GSoC Blog | Activeloop | Week 9

Published: 09/11/2022

What’s Done 


  • Created an API entry point for cleaning labels in
    • Cleans the labels of the dataset and creates a set of tensors under label_issues group for the entire dataset.

    • API

      def clean_labels(
              module = None,
              criterion = None,
              optimizer = None,
              optimizer_lr: int = 0.01,
              device: str = "cpu",
              epochs: int = 10,
              folds: int = 5,
              verbose: bool = True,
              tensors: Optional[list] = None,
              dataloader_train_params: [dict] = None,
              dataloader_valid_params: Optional[dict] = None,
              overwrite: bool = False
              # skorch_kwargs: Optional[dict] = None,
              Cleans the labels of the dataset. Computes out-of-sample predictions and uses Confident Learning (CL) algorithm to clean the labels.
              Creates a set of tensors under label_issues group for the entire dataset.
                  Currently, only image classification task us supported. Therefore, the method accepts two tensors for the images and labels (e.g. ['images', 'labels']).
                  The tensors can be specified in dataloader_train_params or tensors. Any PyTorch module can be used as a classifier.
                  module (class): A PyTorch torch.nn.Module module (class or instance). In general, the uninstantiated class should be passed, although instantiated modules will also work. Default is torchvision.models.resnet18(), which is a PyTorch ResNet-18 model.
                  criterion (class): A PyTorch criterion. The uninitialized criterion (loss) used to optimize the module. Default is torch.nn.CrossEntropyLoss.
                  optimizer (class): A PyTorch optimizer. The uninitialized optimizer (update rule) used to optimize the module. Default is torch.optim.SGD.
                  optimizer_lr (int): The learning rate passed to the optimizer. Default is 0.01.
                  device (str): A PyTorch device. The device on which the module and criterion are located. Default is "cpu".
                  epochs (int): The number of epochs to train for each fit() call. Default is 10.
                  tensors (list): A list of tensor names that would be considered for cleaning (e.g. ['images', 'labels']).
                  dataloader_train_params (dict): Keyword arguments to pass into Options that may especially impact accuracy include: shuffle, batch_size.
                  dataloader_valid_params (dict): Keyword arguments to pass into Options that may especially impact accuracy include: shuffle, batch_size. If not provided, dataloader_train_params will be used with shuffle=False.
                  overwrite (bool): If True, will overwrite label_issues tensors if they already exists. Default is False.
                  fold (int): Sets the number of cross-validation folds used to compute out-of-sample probabilities for each example in the dataset. The default is 5.
                  skorch_kwargs (dict): Keyword arguments to pass into skorch.NeuralNet. Options that may especially impact accuracy include: ...
                  label_issues: A boolean mask for the entire dataset where True represents a label issue and False represents an example that is confidently/accurately labeled.
                  label_quality_scores: Returns label quality scores for each datapoint, where lower scores indicate labels less likely to be correct.

Skorch Integration

  • Made skorch compatitable with Hub dataset format.
    • Added the integration in hub/integrations/pytorch.
    • Created a class VisionClassifierNet that wraps the PyTorch Module in an sklearn interface.
    • Make skorch compatitable with Hub’s PyTorch Dataloader.
    • Set the defaults for relevant skorch parameters such as module, criterion, optimizer.

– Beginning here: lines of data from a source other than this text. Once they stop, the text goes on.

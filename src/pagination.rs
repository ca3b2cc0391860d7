//! Skip/limit pagination arithmetic.

use serde::Serialize;

/// A clamped page request.
#[derive(Debug, Clone, Copy, PartialEq, Eq)]
pub struct Page {
    /// 1-based page number
    pub page: i64,
    pub limit: i64,
}

impl Page {
    /// Clamps `page` to at least 1 and `limit` to `1..=max_limit`, using
    /// `default_limit` when no limit was requested.
    pub fn new(page: Option<i64>, limit: Option<i64>, default_limit: i64, max_limit: i64) -> Self {
        Self {
            page: page.unwrap_or(1).max(1),
            limit: limit.unwrap_or(default_limit).clamp(1, max_limit),
        }
    }

    pub fn offset(&self) -> i64 {
        (self.page - 1).saturating_mul(self.limit)
    }

    /// Number of pages for `total` items; never less than 1.
    pub fn pages(&self, total: i64) -> i64 {
        ((total + self.limit - 1) / self.limit).max(1)
    }
}

/// Response envelope for paginated ad listings.
#[derive(Debug, Serialize)]
pub struct Paginated<T> {
    pub ads: Vec<T>,
    pub total: i64,
    pub page: i64,
    pub pages: i64,
}

impl<T> Paginated<T> {
    pub fn new(items: Vec<T>, total: i64, page: Page) -> Self {
        Self { ads: items, total, page: page.page, pages: page.pages(total) }
    }
}

#[cfg(test)]
mod tests {
    use super::*;

    #[test]
    fn defaults_and_clamping() {
        assert_eq!(Page::new(None, None, 10, 50), Page { page: 1, limit: 10 });
        assert_eq!(Page::new(Some(0), Some(500), 10, 50), Page { page: 1, limit: 50 });
        assert_eq!(Page::new(Some(-3), Some(0), 10, 50), Page { page: 1, limit: 1 });
    }

    #[test]
    fn offset_and_pages() {
        let page = Page::new(Some(3), Some(10), 10, 50);
        assert_eq!(page.offset(), 20);
        assert_eq!(page.pages(0), 1);
        assert_eq!(page.pages(10), 1);
        assert_eq!(page.pages(11), 2);
        assert_eq!(page.pages(95), 10);
    }
}
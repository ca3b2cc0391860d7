//! API error type shared by every handler and service.
//!
//! [`ApiError`] implements [`actix_web::ResponseError`], so handlers can return
//! `Result<HttpResponse, ApiError>` and propagate with `?`. Every error renders
//! as `{"error": "<message>"}` with the matching status code.

use actix_web::{HttpResponse, ResponseError, http::StatusCode};
use thiserror::Error;
use validator::ValidationErrors;

#[derive(Debug, Error)]
pub enum ApiError {
    #[error("{0}")]
    BadRequest(String),

    #[error("{0}")]
    Unauthorized(String),

    #[error("{0}")]
    Forbidden(String),

    #[error("{0}")]
    NotFound(String),

    #[error("{0}")]
    Conflict(String),

    #[error("{0}")]
    PayloadTooLarge(String),

    #[error("{0}")]
    UnsupportedMediaType(String),

    /// A feature that depends on configuration that is absent.
    #[error("{0}")]
    Unavailable(String),

    /// Failure talking to a third-party service (Google, Supabase Storage).
    #[error("Upstream service error: {0}")]
    Upstream(String),

    #[error("Database error: {0}")]
    Database(#[source] sqlx::Error),

    #[error("Internal server error: {0}")]
    Internal(String),
}

impl ApiError {
    pub fn bad_request(msg: impl Into<String>) -> Self {
        Self::BadRequest(msg.into())
    }

    pub fn not_found(msg: impl Into<String>) -> Self {
        Self::NotFound(msg.into())
    }

    pub fn forbidden(msg: impl Into<String>) -> Self {
        Self::Forbidden(msg.into())
    }

    pub fn unauthorized(msg: impl Into<String>) -> Self {
        Self::Unauthorized(msg.into())
    }
}

impl From<sqlx::Error> for ApiError {
    fn from(e: sqlx::Error) -> Self {
        match &e {
            sqlx::Error::RowNotFound => Self::NotFound("Resource not found".to_string()),
            sqlx::Error::Database(db) if db.is_unique_violation() => {
                Self::Conflict("Resource already exists".to_string())
            }
            sqlx::Error::Database(db) if db.is_check_violation() => {
                Self::BadRequest("Request violates a data constraint".to_string())
            }
            _ => Self::Database(e),
        }
    }
}

impl From<ValidationErrors> for ApiError {
    fn from(e: ValidationErrors) -> Self {
        Self::BadRequest(e.to_string())
    }
}

impl From<reqwest::Error> for ApiError {
    fn from(e: reqwest::Error) -> Self {
        Self::Upstream(e.to_string())
    }
}

impl ResponseError for ApiError {
    fn status_code(&self) -> StatusCode {
        match self {
            Self::BadRequest(_) => StatusCode::BAD_REQUEST,
            Self::Unauthorized(_) => StatusCode::UNAUTHORIZED,
            Self::Forbidden(_) => StatusCode::FORBIDDEN,
            Self::NotFound(_) => StatusCode::NOT_FOUND,
            Self::Conflict(_) => StatusCode::CONFLICT,
            Self::PayloadTooLarge(_) => StatusCode::PAYLOAD_TOO_LARGE,
            Self::UnsupportedMediaType(_) => StatusCode::UNSUPPORTED_MEDIA_TYPE,
            Self::Unavailable(_) => StatusCode::SERVICE_UNAVAILABLE,
            Self::Upstream(_) => StatusCode::BAD_GATEWAY,
            Self::Database(_) | Self::Internal(_) => StatusCode::INTERNAL_SERVER_ERROR,
        }
    }

    fn error_response(&self) -> HttpResponse {
        let status = self.status_code();
        // internals stay in the logs
        let message = if status.is_server_error() && !matches!(self, Self::Unavailable(_)) {
            tracing::error!(error = %self, "Request failed");
            match self {
                Self::Upstream(_) => "Upstream service error".to_string(),
                _ => "Internal server error".to_string(),
            }
        } else {
            self.to_string()
        };
        HttpResponse::build(status).json(serde_json::json!({ "error": message }))
    }
}

pub type ApiResult<T> = Result<T, ApiError>;

#[cfg(test)]
mod tests {
    use super::*;
    use actix_web::body::to_bytes;

    #[actix_web::test]
    async fn client_errors_expose_their_message() {
        let resp = ApiError::bad_request("Amount must be positive").error_response();
        assert_eq!(resp.status(), StatusCode::BAD_REQUEST);
        let body = to_bytes(resp.into_body()).await.unwrap();
        let json: serde_json::Value = serde_json::from_slice(&body).unwrap();
        assert_eq!(json["error"], "Amount must be positive");
    }

    #[actix_web::test]
    async fn server_errors_hide_details() {
        let resp = ApiError::Internal("pool exhausted at 10.0.0.3".into()).error_response();
        assert_eq!(resp.status(), StatusCode::INTERNAL_SERVER_ERROR);
        let body = to_bytes(resp.into_body()).await.unwrap();
        let json: serde_json::Value = serde_json::from_slice(&body).unwrap();
        assert_eq!(json["error"], "Internal server error");
    }

    #[test]
    fn row_not_found_maps_to_404() {
        let err: ApiError = sqlx::Error::RowNotFound.into();
        assert_eq!(err.status_code(), StatusCode::NOT_FOUND);
    }
}
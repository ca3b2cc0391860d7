//! Library entry point for the rentwala backend.
//!
//! Exports all core modules for use in integration tests and by the main binary.

pub mod auth_middleware;
pub mod config;
pub mod db;
pub mod error;
pub mod geo;
pub mod handlers;
pub mod logging;
pub mod models;
pub mod pagination;
pub mod services;
pub mod telemetry;

pub use auth_middleware::{AuthMiddleware, UserContext};
pub use config::Settings;
pub use db::*;
pub use error::{ApiError, ApiResult};
pub use logging::{PgLogLayer, get_subscriber, init_subscriber};
pub use models::AppState;
pub use services::*;
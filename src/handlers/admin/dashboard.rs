//! Marketplace-wide counters for the admin dashboard.

use actix_web::{HttpResponse, web};
use serde::Serialize;
use sqlx::{FromRow, PgPool};

use crate::{
    AppState, auth_middleware::AuthMiddleware, error::ApiResult,
    handlers::admin::guard::admin_guard,
};

#[derive(Debug, Serialize, FromRow)]
pub struct DashboardStats {
    pub users: i64,
    pub ads: i64,
    pub active_ads: i64,
    pub messages: i64,
    /// Sum of every user's balance
    pub points_in_circulation: i64,
    /// Users with an open event stream on this instance
    #[sqlx(skip)]
    pub online_users: usize,
}

/// `GET /api/admin/dashboard`
#[tracing::instrument(skip(user, app_state), fields(user_id = %user.id))]
pub async fn get_dashboard(
    user: AuthMiddleware,
    app_state: web::Data<AppState>,
) -> ApiResult<HttpResponse> {
    if let Err(resp) = admin_guard(&user) {
        return Ok(resp);
    }

    let mut stats = load_stats(&app_state.db).await.map_err(|e| {
        log::error!("Failed to load dashboard stats: {}", e);
        e
    })?;
    stats.online_users = app_state.chat.connected_users();
    Ok(HttpResponse::Ok().json(stats))
}

async fn load_stats(db: &PgPool) -> Result<DashboardStats, sqlx::Error> {
    sqlx::query_as::<_, DashboardStats>(
        r#"
        SELECT
            (SELECT COUNT(*) FROM users) AS users,
            (SELECT COUNT(*) FROM ads) AS ads,
            (SELECT COUNT(*) FROM ads WHERE status = 'active') AS active_ads,
            (SELECT COUNT(*) FROM messages) AS messages,
            (SELECT COALESCE(SUM(points), 0)::BIGINT FROM users) AS points_in_circulation
        "#,
    )
    .fetch_one(db)
    .await
}
//! Image storage for ad photos and profile pictures.
//!
//! Uploads are sniffed with `infer` and stored under a random
//! `<uuid>.<ext>` key, either on local disk (served back through
//! `GET /api/uploads/{key}`) or in a public Supabase Storage bucket.

use std::path::PathBuf;

use reqwest::Client;
use uuid::Uuid;

use crate::{
    config::{Settings, SupabaseStorageSettings},
    error::{ApiError, ApiResult},
};

/// Largest accepted upload.
pub const MAX_IMAGE_BYTES: usize = 5 * 1024 * 1024;

const ALLOWED: &[(&str, &str)] = &[("image/jpeg", "jpg"), ("image/png", "png"), ("image/webp", "webp")];

/// A validated image ready to store.
#[derive(Debug, Clone, PartialEq, Eq)]
pub struct ImageKind {
    pub mime: &'static str,
    pub ext: &'static str,
}

/// Checks the declared content type and the sniffed bytes.
///
/// # Errors
/// * 413 when larger than [`MAX_IMAGE_BYTES`]
/// * 400 when empty
/// * 415 when not declared as `image/*` or not a jpeg/png/webp
pub fn validate_image(content_type: &str, body: &[u8]) -> ApiResult<ImageKind> {
    if body.is_empty() {
        return Err(ApiError::bad_request("Image body is empty"));
    }
    if body.len() > MAX_IMAGE_BYTES {
        return Err(ApiError::PayloadTooLarge("Images must be at most 5 MiB".into()));
    }
    if !content_type.starts_with("image/") {
        return Err(ApiError::UnsupportedMediaType("Only image/* types allowed".into()));
    }

    let detected = infer::get(body)
        .map(|k| k.mime_type())
        .ok_or_else(|| ApiError::UnsupportedMediaType("Could not detect image type".into()))?;

    ALLOWED
        .iter()
        .find(|(mime, _)| *mime == detected)
        .map(|(mime, ext)| ImageKind { mime, ext })
        .ok_or_else(|| {
            ApiError::UnsupportedMediaType(format!("Only jpg, png, webp are allowed, got {detected}"))
        })
}

/// Fresh random storage key for an image.
pub fn new_key(kind: &ImageKind) -> String {
    format!("{}.{}", Uuid::new_v4(), kind.ext)
}

/// Accepts only keys produced by [`new_key`], which rules out path traversal.
pub fn parse_key(key: &str) -> Option<&'static str> {
    let (stem, ext) = key.rsplit_once('.')?;
    Uuid::parse_str(stem).ok()?;
    ALLOWED.iter().find(|(_, e)| *e == ext).map(|(mime, _)| *mime)
}

/// Where images live.
#[derive(Debug)]
pub enum ImageStore {
    Local {
        dir: PathBuf,
        public_base_url: String,
    },
    Supabase {
        client: Client,
        settings: SupabaseStorageSettings,
    },
}

impl ImageStore {
    /// Supabase when fully configured, local disk otherwise.
    pub fn from_settings(settings: &Settings) -> Self {
        match &settings.supabase {
            Some(supabase) => Self::Supabase { client: Client::new(), settings: supabase.clone() },
            None => Self::Local {
                dir: settings.upload_dir.clone(),
                public_base_url: settings.public_base_url.clone(),
            },
        }
    }

    /// Stores `bytes` under `key` and returns the public URL.
    pub async fn put(&self, key: &str, bytes: &[u8], kind: &ImageKind) -> ApiResult<String> {
        match self {
            Self::Local { dir, public_base_url } => {
                tokio::fs::create_dir_all(dir)
                    .await
                    .map_err(|e| ApiError::Internal(format!("create upload dir: {e}")))?;
                tokio::fs::write(dir.join(key), bytes)
                    .await
                    .map_err(|e| ApiError::Internal(format!("write upload: {e}")))?;
                Ok(format!("{public_base_url}/api/uploads/{key}"))
            }
            Self::Supabase { client, settings } => {
                let res = client
                    .post(format!("{}/storage/v1/object/{}/{}", settings.url, settings.bucket, key))
                    .bearer_auth(&settings.service_key)
                    .header("apikey", &settings.service_key)
                    .header("Content-Type", kind.mime)
                    .body(bytes.to_vec())
                    .send()
                    .await?;

                if !res.status().is_success() {
                    let status = res.status();
                    let body = res.text().await.unwrap_or_default();
                    tracing::error!(status = %status, body = %body, "Supabase Storage rejected upload");
                    return Err(ApiError::Upstream(format!("storage upload failed with {status}")));
                }

                Ok(format!(
                    "{}/storage/v1/object/public/{}/{}",
                    settings.url, settings.bucket, key
                ))
            }
        }
    }

    /// Reads a locally stored image. Remote stores serve their own URLs, so
    /// this returns `None` for them.
    pub async fn get(&self, key: &str) -> ApiResult<Option<(Vec<u8>, &'static str)>> {
        let Some(mime) = parse_key(key) else {
            return Ok(None);
        };
        match self {
            Self::Local { dir, .. } => match tokio::fs::read(dir.join(key)).await {
                Ok(bytes) => Ok(Some((bytes, mime))),
                Err(e) if e.kind() == std::io::ErrorKind::NotFound => Ok(None),
                Err(e) => Err(ApiError::Internal(format!("read upload: {e}"))),
            },
            Self::Supabase { .. } => Ok(None),
        }
    }
}

#[cfg(test)]
mod tests {
    use super::*;

    const PNG_HEADER: &[u8] = &[0x89, b'P', b'N', b'G', 0x0D, 0x0A, 0x1A, 0x0A, 0, 0, 0, 0x0D];
    const GIF_HEADER: &[u8] = b"GIF89a\x01\x00\x01\x00";

    #[test]
    fn accepts_png_and_rejects_other_formats() {
        let kind = validate_image("image/png", PNG_HEADER).unwrap();
        assert_eq!(kind, ImageKind { mime: "image/png", ext: "png" });

        let err = validate_image("image/gif", GIF_HEADER).unwrap_err();
        assert!(matches!(err, ApiError::UnsupportedMediaType(_)));

        let err = validate_image("application/octet-stream", PNG_HEADER).unwrap_err();
        assert!(matches!(err, ApiError::UnsupportedMediaType(_)));
    }

    #[test]
    fn rejects_empty_and_oversized_bodies() {
        assert!(matches!(validate_image("image/png", &[]), Err(ApiError::BadRequest(_))));
        let big = vec![0u8; MAX_IMAGE_BYTES + 1];
        assert!(matches!(validate_image("image/png", &big), Err(ApiError::PayloadTooLarge(_))));
    }

    #[test]
    fn keys_are_uuid_with_known_extension() {
        let kind = ImageKind { mime: "image/webp", ext: "webp" };
        let key = new_key(&kind);
        assert_eq!(parse_key(&key), Some("image/webp"));
        assert_eq!(parse_key("../../etc/passwd"), None);
        assert_eq!(parse_key("not-a-uuid.png"), None);
        assert_eq!(parse_key(&format!("{}.exe", Uuid::new_v4())), None);
    }

    #[tokio::test]
    async fn local_store_round_trip() {
        let dir = tempfile::tempdir().unwrap();
        let store = ImageStore::Local { dir: dir.path().to_path_buf(), public_base_url: String::new() };
        let kind = validate_image("image/png", PNG_HEADER).unwrap();
        let key = new_key(&kind);

        let url = store.put(&key, PNG_HEADER, &kind).await.unwrap();
        assert_eq!(url, format!("/api/uploads/{key}"));

        let (bytes, mime) = store.get(&key).await.unwrap().unwrap();
        assert_eq!(bytes, PNG_HEADER);
        assert_eq!(mime, "image/png");

        let missing = new_key(&kind);
        assert!(store.get(&missing).await.unwrap().is_none());
    }
}
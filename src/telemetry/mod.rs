//! Request-level observability.
//!
//! [`RequestLoggingMiddleware`] emits one structured event per request.
//! Those events reach stdout and `system_logs` through the subscriber built
//! in [`crate::logging`].

pub mod middleware;

pub use middleware::{RequestLoggingMiddleware, level_for_status};
//! Admin user management: listing accounts and granting points.

use actix_web::{HttpResponse, web};
use serde::Deserialize;
use uuid::Uuid;
use validator::Validate;

use crate::{
    AppState,
    auth_middleware::AuthMiddleware,
    error::ApiResult,
    handlers::{
        admin::{guard::admin_guard, window},
        data::GrantPointsRequest,
    },
    models::{USER_COLUMNS, User},
    services::PointsService,
};

#[derive(Debug, Deserialize)]
pub struct AdminUsersQuery {
    pub limit: Option<i64>,
    pub offset: Option<i64>,
}

/// `GET /api/admin/users?limit=&offset=`. Password hashes are never serialized.
#[tracing::instrument(skip(user, app_state), fields(user_id = %user.id))]
pub async fn get_users(
    user: AuthMiddleware,
    app_state: web::Data<AppState>,
    web::Query(query): web::Query<AdminUsersQuery>,
) -> ApiResult<HttpResponse> {
    if let Err(resp) = admin_guard(&user) {
        return Ok(resp);
    }

    let (limit, offset) = window(query.limit, query.offset);
    let sql = format!("SELECT {USER_COLUMNS} FROM users ORDER BY created_at DESC LIMIT $1 OFFSET $2");
    let users = sqlx::query_as::<_, User>(&sql)
        .bind(limit)
        .bind(offset)
        .fetch_all(app_state.db.as_ref())
        .await
        .map_err(|e| {
            log::error!("Failed to list users: {}", e);
            e
        })?;

    Ok(HttpResponse::Ok().json(users))
}

/// `POST /api/admin/users/{id}/points`
#[tracing::instrument(skip(user, app_state, payload), fields(user_id = %user.id, amount = payload.amount))]
pub async fn grant_points(
    user: AuthMiddleware,
    app_state: web::Data<AppState>,
    path: web::Path<Uuid>,
    payload: web::Json<GrantPointsRequest>,
) -> ApiResult<HttpResponse> {
    if let Err(resp) = admin_guard(&user) {
        return Ok(resp);
    }
    payload.validate()?;

    let GrantPointsRequest { amount, note } = payload.into_inner();
    let receipt =
        PointsService::admin_grant(&app_state.db, user.id, path.into_inner(), amount, note.as_deref())
            .await?;
    Ok(HttpResponse::Ok().json(receipt))
}
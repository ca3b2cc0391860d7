//! The caller's own ads and saved ads.

use actix_web::{HttpResponse, web};

use crate::{AppState, auth_middleware::AuthMiddleware, error::ApiResult, services::AdService};

/// `GET /api/user/ads`: every ad the caller owns, any status, newest first.
#[tracing::instrument(skip(user, app_state), fields(user_id = %user.id))]
pub async fn my_ads(user: AuthMiddleware, app_state: web::Data<AppState>) -> ApiResult<HttpResponse> {
    let ads = AdService::mine(&app_state.db, user.id).await?;
    Ok(HttpResponse::Ok().json(ads))
}

/// `GET /api/user/saved-ads`
#[tracing::instrument(skip(user, app_state), fields(user_id = %user.id))]
pub async fn saved_ads(
    user: AuthMiddleware,
    app_state: web::Data<AppState>,
) -> ApiResult<HttpResponse> {
    let ads = AdService::saved(&app_state.db, user.id).await?;
    Ok(HttpResponse::Ok().json(ads))
}
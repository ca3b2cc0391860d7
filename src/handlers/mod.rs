//! HTTP handlers, grouped by area, and the route table that mounts them.

pub mod admin;
pub mod ads;
pub mod auth;
pub mod data;
pub mod health;
pub mod messages;
pub mod uploads;
pub mod user;

use actix_web::web;

use crate::error::ApiError;

/// Mounts every route of the API.
pub fn configure_routes(cfg: &mut web::ServiceConfig) {
    cfg.route("/api/health", web::get().to(health::health_check))
        .configure(auth::configure_auth_routes)
        .configure(user::configure_user_routes)
        .configure(ads::configure_ad_routes)
        .configure(uploads::configure_upload_routes)
        .configure(messages::configure_message_routes)
        .configure(admin::configure_admin_routes);
}

/// JSON body errors render as `{"error": ...}` with 400.
pub fn json_config() -> web::JsonConfig {
    web::JsonConfig::default()
        .limit(256 * 1024)
        .error_handler(|err, _req| ApiError::bad_request(err.to_string()).into())
}

/// Malformed query strings (non-numeric `page`, bad dates) are 400s.
pub fn query_config() -> web::QueryConfig {
    web::QueryConfig::default()
        .error_handler(|err, _req| ApiError::bad_request(err.to_string()).into())
}

/// Path segments that fail to parse, e.g. a malformed UUID, are 400s.
pub fn path_config() -> web::PathConfig {
    web::PathConfig::default()
        .error_handler(|err, _req| ApiError::bad_request(err.to_string()).into())
}
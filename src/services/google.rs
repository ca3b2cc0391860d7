//! Google ID token verification.
//!
//! Tokens are checked against Google's `tokeninfo` endpoint, then the
//! audience and verified-email claims are validated locally.

use reqwest::Client;
use serde::Deserialize;

use crate::error::{ApiError, ApiResult};

const TOKENINFO_URL: &str = "https://oauth2.googleapis.com/tokeninfo";

/// Claims returned by `tokeninfo`. Google encodes booleans as strings here,
/// so `email_verified` is kept as raw JSON.
#[derive(Debug, Clone, Deserialize)]
pub struct GoogleClaims {
    pub aud: String,
    pub sub: String,
    pub email: String,
    #[serde(default)]
    pub email_verified: serde_json::Value,
    pub name: Option<String>,
    pub picture: Option<String>,
}

/// A Google account that passed verification.
#[derive(Debug, Clone, PartialEq, Eq)]
pub struct GoogleIdentity {
    pub google_id: String,
    pub email: String,
    pub name: Option<String>,
    pub picture: Option<String>,
}

#[derive(Debug)]
pub struct GoogleVerifier {
    client_id: Option<String>,
    http: Client,
}

impl GoogleVerifier {
    pub fn new(client_id: Option<String>) -> Self {
        Self { client_id, http: Client::new() }
    }

    pub fn is_enabled(&self) -> bool {
        self.client_id.is_some()
    }

    /// Verifies `id_token` with Google.
    ///
    /// # Errors
    /// * 503 when no client id is configured
    /// * 401 when Google rejects the token or its claims do not match
    /// * 502 when Google cannot be reached
    pub async fn verify(&self, id_token: &str) -> ApiResult<GoogleIdentity> {
        let client_id = self
            .client_id
            .as_deref()
            .ok_or_else(|| ApiError::Unavailable("Google sign-in is not configured".into()))?;

        let res = self
            .http
            .get(TOKENINFO_URL)
            .query(&[("id_token", id_token)])
            .send()
            .await?;

        if !res.status().is_success() {
            tracing::warn!(status = %res.status(), "Google rejected ID token");
            return Err(ApiError::unauthorized("Invalid Google token"));
        }

        let claims: GoogleClaims = res.json().await.map_err(|e| {
            tracing::error!(error = ?e, "Failed to parse Google tokeninfo response");
            ApiError::Upstream(format!("invalid tokeninfo response: {e}"))
        })?;

        check_claims(claims, client_id)
    }
}

/// Audience must be ours and the email verified.
pub fn check_claims(claims: GoogleClaims, client_id: &str) -> ApiResult<GoogleIdentity> {
    if claims.aud != client_id {
        tracing::warn!(aud = %claims.aud, "Google token issued for another client");
        return Err(ApiError::unauthorized("Invalid Google token"));
    }

    let verified = match &claims.email_verified {
        serde_json::Value::Bool(b) => *b,
        serde_json::Value::String(s) => s.eq_ignore_ascii_case("true"),
        _ => false,
    };
    if !verified {
        return Err(ApiError::unauthorized("Google email is not verified"));
    }

    Ok(GoogleIdentity {
        google_id: claims.sub,
        email: claims.email.to_lowercase(),
        name: claims.name,
        picture: claims.picture,
    })
}
//! Liveness endpoint.

use actix_web::{HttpResponse, Responder};

/// `GET /api/health` → `{"status": "ok"}`
#[tracing::instrument]
pub async fn health_check() -> impl Responder {
    tracing::debug!("Health check endpoint called");
    HttpResponse::Ok().json(serde_json::json!({"status": "ok"}))
}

Core Functions for Cleaning Labels

  • Created the component in hub/core/experimental/labels .
    • Implemented core function clean_labels() which cleans the labels of a dataset.
      • Wraps a PyTorch instance in a sklearn classifier. Next, it runs cross-validation to get out-of-sample predicted probabilities for each example. Then, it finds label issues (boolean mask) and label quality scores (floats from 0 to 1) for each sample in the dataset. At the end, it creates tensors with label issues.
    • Implemented helper functions.
      • get_dataset_tensors() returns the tensors of a dataset. If a list of tensors is not provided, it will try to find them in the dataloader_train_params in the transform. If none of these are provided, it will iterate over the dataset tensors and return any tensors that match htype 'image' for images and htype 'class_label' for labels. Additionally, this function will also check if the dataset already has a label_issues group.
      • estimate_cv_predicted_probabilities() computes an out-of-sample predicted probability for every example in a dataset using cross validation.
      • append_label_issues_tensors() creates a group of tensors label_issues. After creating tensors, automatically commits the changes.